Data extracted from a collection
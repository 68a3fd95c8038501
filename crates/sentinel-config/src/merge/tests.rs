use super::*;

fn value(body: &str) -> toml::Value {
    toml::from_str(body).unwrap()
}

fn merged(base: &str, layer_body: &str, layer: &ConfigLayer) -> (toml::Value, FieldSources) {
    let mut base = value(base);
    let mut sources = FieldSources::new();
    merge_layer(&mut base, &value(layer_body), layer, &mut sources);
    (base, sources)
}

#[test]
fn test_scalars_replace_and_siblings_survive() {
    let (config, sources) = merged(
        r#"
        [permissions]
        precedence = "specificity"
        max_inheritance_depth = 16
        "#,
        "[permissions]\nmax_inheritance_depth = 4\n",
        &ConfigLayer::User,
    );

    assert_eq!(config["permissions"]["precedence"].as_str(), Some("specificity"));
    assert_eq!(config["permissions"]["max_inheritance_depth"].as_integer(), Some(4));
    assert_eq!(
        sources.get("permissions.max_inheritance_depth"),
        Some(&ConfigLayer::User)
    );
    assert!(!sources.contains_key("permissions.precedence"));
}

#[test]
fn test_new_tables_are_attributed_leaf_by_leaf() {
    let (config, sources) = merged(
        "[cache]\nenabled = true\n",
        r#"
        [permissions]
        missing_groups = "deny"

        [store]
        document = "perms.toml"
        "#,
        &ConfigLayer::Explicit,
    );

    assert_eq!(config["store"]["document"].as_str(), Some("perms.toml"));
    assert_eq!(sources.get("store.document"), Some(&ConfigLayer::Explicit));
    assert_eq!(
        sources.get("permissions.missing_groups"),
        Some(&ConfigLayer::Explicit)
    );
    assert!(!sources.contains_key("store"));
}

#[test]
fn test_arrays_replace_rather_than_append() {
    let (config, sources) = merged(
        "[logging]\ndirectives = [\"sentinel_permissions=debug\"]\n",
        "[logging]\ndirectives = [\"sentinel_cli=trace\"]\n",
        &ConfigLayer::System,
    );

    let directives = config["logging"]["directives"].as_array().unwrap();
    assert_eq!(directives.len(), 1);
    assert_eq!(directives[0].as_str(), Some("sentinel_cli=trace"));
    assert_eq!(sources.get("logging.directives"), Some(&ConfigLayer::System));
}

#[test]
fn test_table_over_scalar_attributes_every_leaf() {
    let (config, sources) = merged(
        "store = \"perms.toml\"\n",
        "[store]\ndocument = \"perms.json\"\n",
        &ConfigLayer::User,
    );

    assert_eq!(config["store"]["document"].as_str(), Some("perms.json"));
    assert_eq!(sources.get("store.document"), Some(&ConfigLayer::User));
}

#[test]
fn test_attribute_leaves_skips_tables() {
    let mut sources = FieldSources::new();
    attribute_leaves(
        &value("[cache]\nenabled = true\nmax_decisions_per_profile = 8\n"),
        &ConfigLayer::Defaults,
        &mut sources,
    );
    assert_eq!(sources.len(), 2);
    assert_eq!(sources.get("cache.enabled"), Some(&ConfigLayer::Defaults));
}

#[test]
fn test_layer_display() {
    assert_eq!(ConfigLayer::Defaults.to_string(), "defaults");
    assert_eq!(
        ConfigLayer::User.to_string(),
        "user (~/.sentinel/config.toml)"
    );
}
//! Storage backend boundary.
//!
//! The core never performs I/O itself. A [`PermissionBackend`] owns the
//! persisted records; [`PermissionService`](crate::PermissionService) loads
//! them into a store and writes changes back.

use async_trait::async_trait;
use std::collections::HashMap;
use std::sync::RwLock;

use crate::error::{PermissionError, PermissionResult};
use crate::profile::ProfileId;
use crate::record::{GroupRecord, ProfileRecord};

// ---------------------------------------------------------------------------
// Trait
// ---------------------------------------------------------------------------

/// Persistent storage for profile and group records.
#[async_trait]
pub trait PermissionBackend: Send + Sync {
    /// Load one profile record.
    ///
    /// Returns `None` if the backend has no record for the profile.
    async fn load_profile(&self, profile_id: &ProfileId) -> PermissionResult<Option<ProfileRecord>>;

    /// Load every group record.
    async fn load_groups(&self) -> PermissionResult<Vec<GroupRecord>>;

    /// Store a profile record, overwriting any existing one.
    async fn save_profile(&self, record: &ProfileRecord) -> PermissionResult<()>;

    /// Store a group record, overwriting any existing one.
    async fn save_group(&self, record: &GroupRecord) -> PermissionResult<()>;

    /// Delete a group record.
    ///
    /// Returns `true` if the record existed.
    async fn delete_group(&self, group_id: &str) -> PermissionResult<bool>;
}

// ---------------------------------------------------------------------------
// In-memory implementation
// ---------------------------------------------------------------------------

/// In-memory backend for tests, fixtures and document-backed tooling.
#[derive(Debug, Default)]
pub struct MemoryBackend {
    profiles: RwLock<HashMap<ProfileId, ProfileRecord>>,
    groups: RwLock<HashMap<String, GroupRecord>>,
}

impl MemoryBackend {
    /// Create an empty backend.
    #[must_use]
    pub fn new() -> Self {
        Self::default()
    }

    /// Create a backend pre-populated with records.
    #[must_use]
    pub fn with_records(
        groups: impl IntoIterator<Item = GroupRecord>,
        profiles: impl IntoIterator<Item = ProfileRecord>,
    ) -> Self {
        Self {
            profiles: RwLock::new(profiles.into_iter().map(|p| (p.id, p)).collect()),
            groups: RwLock::new(
                groups
                    .into_iter()
                    .map(|g| (g.id.to_lowercase(), g))
                    .collect(),
            ),
        }
    }

    /// Number of stored profile records.
    #[must_use]
    pub fn profile_count(&self) -> usize {
        self.profiles.read().map(|p| p.len()).unwrap_or(0)
    }

    /// Every stored profile record, for export.
    ///
    /// # Errors
    ///
    /// Returns a storage error if the lock is poisoned.
    pub fn profile_records(&self) -> PermissionResult<Vec<ProfileRecord>> {
        let profiles = self
            .profiles
            .read()
            .map_err(|e| PermissionError::Storage(e.to_string()))?;
        Ok(profiles.values().cloned().collect())
    }
}

#[async_trait]
impl PermissionBackend for MemoryBackend {
    async fn load_profile(&self, profile_id: &ProfileId) -> PermissionResult<Option<ProfileRecord>> {
        let profiles = self
            .profiles
            .read()
            .map_err(|e| PermissionError::Storage(e.to_string()))?;
        Ok(profiles.get(profile_id).cloned())
    }

    async fn load_groups(&self) -> PermissionResult<Vec<GroupRecord>> {
        let groups = self
            .groups
            .read()
            .map_err(|e| PermissionError::Storage(e.to_string()))?;
        let mut records: Vec<GroupRecord> = groups.values().cloned().collect();
        records.sort_by(|a, b| a.id.cmp(&b.id));
        Ok(records)
    }

    async fn save_profile(&self, record: &ProfileRecord) -> PermissionResult<()> {
        let mut profiles = self
            .profiles
            .write()
            .map_err(|e| PermissionError::Storage(e.to_string()))?;
        profiles.insert(record.id, record.clone());
        Ok(())
    }

    async fn save_group(&self, record: &GroupRecord) -> PermissionResult<()> {
        let mut groups = self
            .groups
            .write()
            .map_err(|e| PermissionError::Storage(e.to_string()))?;
        groups.insert(record.id.to_lowercase(), record.clone());
        Ok(())
    }

    async fn delete_group(&self, group_id: &str) -> PermissionResult<bool> {
        let mut groups = self
            .groups
            .write()
            .map_err(|e| PermissionError::Storage(e.to_string()))?;
        Ok(groups.remove(&group_id.to_lowercase()).is_some())
    }
}
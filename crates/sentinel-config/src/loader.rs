//! Config file discovery and layered loading.
//!
//! Implements the `Config::load()` algorithm:
//! 1. Parse `defaults.toml` → base
//! 2. Merge `/etc/sentinel/config.toml` (system)
//! 3. Merge `~/.sentinel/config.toml` (user)
//! 4. Merge the explicit `--config` file, which must exist
//! 5. Apply `SENTINEL_*` environment overrides
//! 6. Deserialize merged tree → `Config`
//! 7. Validate
//! 8. Return `ResolvedConfig`

use std::collections::HashMap;
use std::path::{Path, PathBuf};

use tracing::{debug, info};

use crate::env::{apply_env_overrides, collect_env_vars};
use crate::error::{ConfigError, ConfigResult};
use crate::merge::{ConfigLayer, FieldSources, attribute_leaves, merge_layer};
use crate::show::ResolvedConfig;
use crate::types::Config;
use crate::validate;

/// Embedded default configuration.
const DEFAULTS_TOML: &str = include_str!("defaults.toml");

/// System-wide config file.
const SYSTEM_CONFIG: &str = "/etc/sentinel/config.toml";

/// Maximum allowed config file size (1 MB).
const MAX_CONFIG_FILE_SIZE: u64 = 1_048_576;

/// Load the configuration with layered file precedence.
///
/// `explicit_file` is merged last among the files and must exist.
/// `home_override` replaces the user's home directory for locating
/// `.sentinel/config.toml`.
///
/// # Errors
///
/// Returns a [`ConfigError`] if the home directory is unknown, any config
/// file is malformed, an explicit file is missing, or the merged
/// configuration fails validation.
pub fn load(explicit_file: Option<&Path>, home_override: Option<&Path>) -> ConfigResult<ResolvedConfig> {
    let home_dir = match home_override {
        Some(h) => h.to_path_buf(),
        None => home_directory()?,
    };
    let user_path = home_dir.join(".sentinel").join("config.toml");

    load_layers(
        Path::new(SYSTEM_CONFIG),
        &user_path,
        explicit_file,
        &collect_env_vars(),
    )
}

/// Merge every layer from the given locations and environment snapshot.
pub(crate) fn load_layers(
    system_path: &Path,
    user_path: &Path,
    explicit_file: Option<&Path>,
    env_vars: &HashMap<String, String>,
) -> ConfigResult<ResolvedConfig> {
    // 1. Parse embedded defaults.
    let mut merged: toml::Value =
        toml::from_str(DEFAULTS_TOML).map_err(|e| ConfigError::ParseError {
            path: "<embedded defaults>".to_owned(),
            source: e,
        })?;

    let mut field_sources = FieldSources::new();
    let mut loaded_files = Vec::new();
    attribute_leaves(&merged, &ConfigLayer::Defaults, &mut field_sources);

    // 2-3. System and user files are optional.
    for (path, layer) in [
        (system_path, ConfigLayer::System),
        (user_path, ConfigLayer::User),
    ] {
        if let Some(overlay) = try_load_file(path)? {
            merge_layer(&mut merged, &overlay, &layer, &mut field_sources);
            loaded_files.push(path.display().to_string());
            info!(path = %path.display(), layer = %layer, "loaded config");
        }
    }

    // 4. An explicitly requested file must exist.
    if let Some(path) = explicit_file {
        let overlay = read_toml(path)?;
        merge_layer(&mut merged, &overlay, &ConfigLayer::Explicit, &mut field_sources);
        loaded_files.push(path.display().to_string());
        info!(path = %path.display(), "loaded explicit config");
    }

    // 5. Environment overrides.
    let env_count = apply_env_overrides(&mut merged, &mut field_sources, env_vars)?;
    if env_count > 0 {
        debug!(count = env_count, "applied environment overrides");
    }

    // 6. Deserialize.
    let config: Config =
        merged
            .try_into()
            .map_err(|e: toml::de::Error| ConfigError::ParseError {
                path: "<merged config>".to_owned(),
                source: e,
            })?;

    // 7. Validate.
    validate::validate(&config)?;

    Ok(ResolvedConfig {
        config,
        field_sources,
        loaded_files,
    })
}

/// Load a config from a specific file path (no layering).
///
/// # Errors
///
/// Returns a [`ConfigError`] if the file cannot be read, parsed, or fails
/// validation.
pub fn load_file(path: &Path) -> ConfigResult<Config> {
    let content = read_bounded(path)?;
    let config: Config = toml::from_str(&content).map_err(|e| ConfigError::ParseError {
        path: path.display().to_string(),
        source: e,
    })?;

    validate::validate(&config)?;
    Ok(config)
}

/// Try to load a file, returning `None` if the file doesn't exist.
///
/// Uses a single read operation to avoid TOCTOU races (no separate
/// exists/metadata checks before reading).
fn try_load_file(path: &Path) -> ConfigResult<Option<toml::Value>> {
    match read_toml(path) {
        Ok(value) => Ok(Some(value)),
        Err(ConfigError::ReadError { source, .. })
            if source.kind() == std::io::ErrorKind::NotFound =>
        {
            debug!(path = %path.display(), "config file not found, skipping");
            Ok(None)
        },
        Err(e) => Err(e),
    }
}

fn read_toml(path: &Path) -> ConfigResult<toml::Value> {
    let content = read_bounded(path)?;
    toml::from_str(&content).map_err(|e| ConfigError::ParseError {
        path: path.display().to_string(),
        source: e,
    })
}

fn read_bounded(path: &Path) -> ConfigResult<String> {
    let content = std::fs::read_to_string(path).map_err(|e| ConfigError::ReadError {
        path: path.display().to_string(),
        source: e,
    })?;

    // Check size after reading to avoid TOCTOU between stat and read.
    if content.len() as u64 > MAX_CONFIG_FILE_SIZE {
        return Err(ConfigError::ValidationError {
            field: path.display().to_string(),
            message: format!(
                "config file is {} bytes, exceeding the {MAX_CONFIG_FILE_SIZE} byte limit",
                content.len(),
            ),
        });
    }
    Ok(content)
}

/// Determine the user's home directory.
fn home_directory() -> ConfigResult<PathBuf> {
    directories::BaseDirs::new()
        .map(|d| d.home_dir().to_path_buf())
        .ok_or(ConfigError::NoHomeDir)
}
//! Effective set resolution.
//!
//! A profile's effective set is its own nodes followed by the nodes of every
//! group reachable through inheritance, visited breadth-first in membership
//! and parent order. Each group contributes once; a group reached along a
//! second path (a diamond) is skipped.

use serde::Serialize;
use std::collections::{HashSet, VecDeque};

use crate::error::{PermissionError, PermissionResult};
use crate::group::{GroupGraph, GroupId};
use crate::node::PermissionNode;
use crate::profile::Profile;
use crate::settings::{MissingGroupPolicy, PermissionSettings, PrecedenceMode};

/// Where an effective entry came from.
#[derive(Debug, Clone, PartialEq, Eq, Serialize)]
#[serde(tag = "kind", rename_all = "snake_case")]
pub enum GrantSource {
    /// Granted directly to the profile.
    Profile,
    /// Inherited from a group.
    Group {
        /// The contributing group.
        id: GroupId,
        /// Inheritance depth; the profile's own groups are depth 1.
        depth: usize,
    },
}

impl std::fmt::Display for GrantSource {
    fn fmt(&self, f: &mut std::fmt::Formatter<'_>) -> std::fmt::Result {
        match self {
            Self::Profile => f.write_str("profile"),
            Self::Group { id, depth } => write!(f, "group {id} (depth {depth})"),
        }
    }
}

/// One node in an effective set, tagged with its source.
#[derive(Debug, Clone, PartialEq, Eq, Serialize)]
pub struct EffectiveEntry {
    /// The node.
    #[serde(serialize_with = "serialize_node")]
    pub node: PermissionNode,
    /// Where it came from.
    pub source: GrantSource,
}

fn serialize_node<S: serde::Serializer>(node: &PermissionNode, s: S) -> Result<S::Ok, S::Error> {
    s.collect_str(node)
}

/// The ordered, source-tagged entries that apply to a profile.
#[derive(Debug, Clone, Default, PartialEq, Eq, Serialize)]
#[serde(transparent)]
pub struct EffectiveSet {
    entries: Vec<EffectiveEntry>,
}

impl EffectiveSet {
    /// Entries in precedence order.
    #[must_use]
    pub fn entries(&self) -> &[EffectiveEntry] {
        &self.entries
    }

    /// Number of entries.
    #[must_use]
    pub fn len(&self) -> usize {
        self.entries.len()
    }

    /// Whether there are no entries.
    #[must_use]
    pub fn is_empty(&self) -> bool {
        self.entries.is_empty()
    }

    /// Iterate in precedence order.
    pub fn iter(&self) -> impl Iterator<Item = &EffectiveEntry> {
        self.entries.iter()
    }

    /// Find the entry that decides `queried` under `mode`, if any.
    #[must_use]
    pub fn find_best_match(
        &self,
        queried: &PermissionNode,
        mode: PrecedenceMode,
    ) -> Option<&EffectiveEntry> {
        let mut candidates = self
            .entries
            .iter()
            .enumerate()
            .filter(|(_, entry)| entry.node.matches(queried))
            .peekable();

        let deciding_source = match mode {
            PrecedenceMode::Specificity => None,
            PrecedenceMode::Source => Some(candidates.peek()?.1.source.clone()),
        };

        candidates
            .filter(|(_, entry)| deciding_source.as_ref().is_none_or(|s| *s == entry.source))
            .max_by_key(|(index, entry)| (entry.node.specificity(), std::cmp::Reverse(*index)))
            .map(|(_, entry)| entry)
    }
}

/// Build the effective set for `profile` against `graph`.
///
/// # Errors
///
/// - [`PermissionError::InheritanceTooDeep`] if a group sits deeper than
///   `max_inheritance_depth`.
/// - [`PermissionError::InheritanceTooWide`] if more than
///   `max_visited_groups` groups are reachable.
/// - [`PermissionError::CyclicInheritance`] if the reachable groups contain
///   a cycle.
/// - [`PermissionError::UnknownGroup`] for a missing group under
///   [`MissingGroupPolicy::Deny`].
pub fn resolve_effective(
    profile: &Profile,
    graph: &GroupGraph,
    settings: &PermissionSettings,
) -> PermissionResult<EffectiveSet> {
    let mut entries: Vec<EffectiveEntry> = profile
        .permissions
        .iter_newest_first()
        .map(|node| EffectiveEntry {
            node: node.clone(),
            source: GrantSource::Profile,
        })
        .collect();

    let mut seen: HashSet<&GroupId> = HashSet::new();
    let mut queue: VecDeque<(&GroupId, usize)> = VecDeque::new();
    for id in &profile.groups {
        if seen.insert(id) {
            queue.push_back((id, 1));
        }
    }

    let mut visited: Vec<&GroupId> = Vec::new();
    while let Some((id, depth)) = queue.pop_front() {
        if depth > settings.max_inheritance_depth {
            return Err(PermissionError::InheritanceTooDeep {
                max_depth: settings.max_inheritance_depth,
            });
        }

        let Some(group) = graph.get(id) else {
            match settings.missing_groups {
                MissingGroupPolicy::Skip => {
                    tracing::warn!(
                        profile_id = %profile.id,
                        group_id = %id,
                        "Skipping unknown group during resolution"
                    );
                    continue;
                },
                MissingGroupPolicy::Deny => {
                    return Err(PermissionError::UnknownGroup {
                        group_id: id.to_string(),
                    });
                },
            }
        };

        if visited.len() >= settings.max_visited_groups {
            return Err(PermissionError::InheritanceTooWide {
                max_groups: settings.max_visited_groups,
            });
        }
        visited.push(id);

        entries.extend(group.permissions.iter_newest_first().map(|node| EffectiveEntry {
            node: node.clone(),
            source: GrantSource::Group {
                id: id.clone(),
                depth,
            },
        }));

        let next = depth.saturating_add(1);
        for parent in &group.parents {
            if seen.insert(parent) {
                queue.push_back((parent, next));
            }
        }
    }

    if let Some(groups) = graph.find_cycle(visited.iter().copied()) {
        return Err(PermissionError::CyclicInheritance { groups });
    }

    Ok(EffectiveSet { entries })
}

#[cfg(test)]
#[path = "resolver_tests.rs"]
mod tests;
//! Shared helpers for integration tests.

#![allow(dead_code)]

use std::sync::Arc;

use sentinel_permissions::{
    Group, GroupId, PermissionSettings, PermissionStore, Profile, ProfileId,
};

/// Build a group from string slices.
pub fn group(id: &str, perms: &[&str], parents: &[&str]) -> Group {
    let mut group = Group::new(id).with_permissions(perms).unwrap();
    for parent in parents {
        group = group.with_parent(*parent);
    }
    group
}

/// A store with the given groups and settings.
pub fn store_with(groups: Vec<Group>, settings: PermissionSettings) -> Arc<PermissionStore> {
    let store = Arc::new(PermissionStore::new(settings));
    store.load_groups(groups).unwrap();
    store
}

/// A store with the given groups and default settings.
pub fn store(groups: Vec<Group>) -> Arc<PermissionStore> {
    store_with(groups, PermissionSettings::default())
}

/// Load a fresh profile with its own nodes and memberships.
pub fn profile(store: &PermissionStore, perms: &[&str], groups: &[&str]) -> ProfileId {
    let mut profile = Profile::new(ProfileId::new()).with_permissions(perms).unwrap();
    for group in groups {
        profile = profile.with_group(GroupId::new(group));
    }
    let id = profile.id;
    store.load_profile(profile).unwrap();
    id
}
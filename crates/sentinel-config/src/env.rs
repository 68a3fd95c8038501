//! `SENTINEL_*` environment overrides.
//!
//! Environment variables are the last layer applied, so they win over every
//! config file. Each recognised variable maps to exactly one field; values
//! are parsed into the field's TOML type before merging.

use std::collections::HashMap;

use tracing::debug;

use crate::error::{ConfigError, ConfigResult};
use crate::merge::{ConfigLayer, FieldSources};

/// Prefix shared by every recognised variable.
pub const ENV_PREFIX: &str = "SENTINEL_";

#[derive(Debug, Clone, Copy)]
enum Kind {
    Str,
    Int,
    Bool,
}

/// Variable name, dotted field path, value kind.
const OVERRIDES: &[(&str, &str, Kind)] = &[
    ("SENTINEL_PRECEDENCE", "permissions.precedence", Kind::Str),
    (
        "SENTINEL_MAX_INHERITANCE_DEPTH",
        "permissions.max_inheritance_depth",
        Kind::Int,
    ),
    (
        "SENTINEL_MAX_VISITED_GROUPS",
        "permissions.max_visited_groups",
        Kind::Int,
    ),
    ("SENTINEL_MISSING_GROUPS", "permissions.missing_groups", Kind::Str),
    ("SENTINEL_CACHE_ENABLED", "cache.enabled", Kind::Bool),
    (
        "SENTINEL_CACHE_MAX_DECISIONS",
        "cache.max_decisions_per_profile",
        Kind::Int,
    ),
    ("SENTINEL_LOG_LEVEL", "logging.level", Kind::Str),
    ("SENTINEL_LOG_FORMAT", "logging.format", Kind::Str),
    ("SENTINEL_LOG_TARGET", "logging.target", Kind::Str),
    ("SENTINEL_LOG_DIR", "logging.directory", Kind::Str),
    ("SENTINEL_DOCUMENT", "store.document", Kind::Str),
];

/// Snapshot the process environment, keeping only `SENTINEL_*` variables.
#[must_use]
pub fn collect_env_vars() -> HashMap<String, String> {
    std::env::vars()
        .filter(|(key, _)| key.starts_with(ENV_PREFIX))
        .collect()
}

/// Names of every variable [`apply_env_overrides`] understands.
pub fn known_variables() -> impl Iterator<Item = &'static str> {
    OVERRIDES.iter().map(|(name, _, _)| *name)
}

/// Apply recognised variables from `env_vars` onto the merged tree.
///
/// Empty values are ignored. Returns the number of fields overridden.
///
/// # Errors
///
/// Returns [`ConfigError::ValidationError`] if an integer or boolean
/// variable does not parse.
pub fn apply_env_overrides(
    merged: &mut toml::Value,
    sources: &mut FieldSources,
    env_vars: &HashMap<String, String>,
) -> ConfigResult<usize> {
    let mut applied = 0usize;
    for (name, field, kind) in OVERRIDES {
        let Some(raw) = env_vars.get(*name) else {
            continue;
        };
        let raw = raw.trim();
        if raw.is_empty() {
            continue;
        }

        let value = parse_value(name, raw, *kind)?;
        let path: Vec<&str> = field.split('.').collect();
        set_field(merged, &path, value);
        sources.insert((*field).to_owned(), ConfigLayer::Environment);
        debug!(variable = name, field, "applied environment override");
        applied = applied.saturating_add(1);
    }
    Ok(applied)
}

fn parse_value(name: &str, raw: &str, kind: Kind) -> ConfigResult<toml::Value> {
    match kind {
        Kind::Str => Ok(toml::Value::String(raw.to_owned())),
        Kind::Int => raw
            .parse::<i64>()
            .ok()
            .filter(|n| *n >= 0)
            .map(toml::Value::Integer)
            .ok_or_else(|| ConfigError::ValidationError {
                field: name.to_owned(),
                message: format!("expected a non-negative integer, got '{raw}'"),
            }),
        Kind::Bool => match raw.to_ascii_lowercase().as_str() {
            "1" | "true" | "yes" | "on" => Ok(toml::Value::Boolean(true)),
            "0" | "false" | "no" | "off" => Ok(toml::Value::Boolean(false)),
            _ => Err(ConfigError::ValidationError {
                field: name.to_owned(),
                message: format!("expected a boolean, got '{raw}'"),
            }),
        },
    }
}

/// Set a value at a dotted path, creating intermediate tables as needed.
fn set_field(root: &mut toml::Value, path: &[&str], value: toml::Value) {
    let Some((leaf, parents)) = path.split_last() else {
        return;
    };

    let mut current = root;
    for segment in parents {
        let Some(table) = current.as_table_mut() else {
            return;
        };
        current = table
            .entry((*segment).to_owned())
            .or_insert_with(|| toml::Value::Table(toml::map::Map::new()));
    }

    if let Some(table) = current.as_table_mut() {
        table.insert((*leaf).to_owned(), value);
    }
}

Problem description =
The lines from the beginning of the records through the line containing "fn merged(base: &str, layer_body: &str, layer: &ConfigLayer)" should be reproduced exactly. Include nothing else.

Completed exercise =
repository 68a3fd95c8038501
filename crates/sentinel-config/src/merge/tests.rs
use super::*;

fn value(body: &str) -> toml::Value {
    toml::from_str(body).unwrap()
}

fn merged(base: &str, layer_body: &str, layer: &ConfigLayer) -> (toml::Value, FieldSources) {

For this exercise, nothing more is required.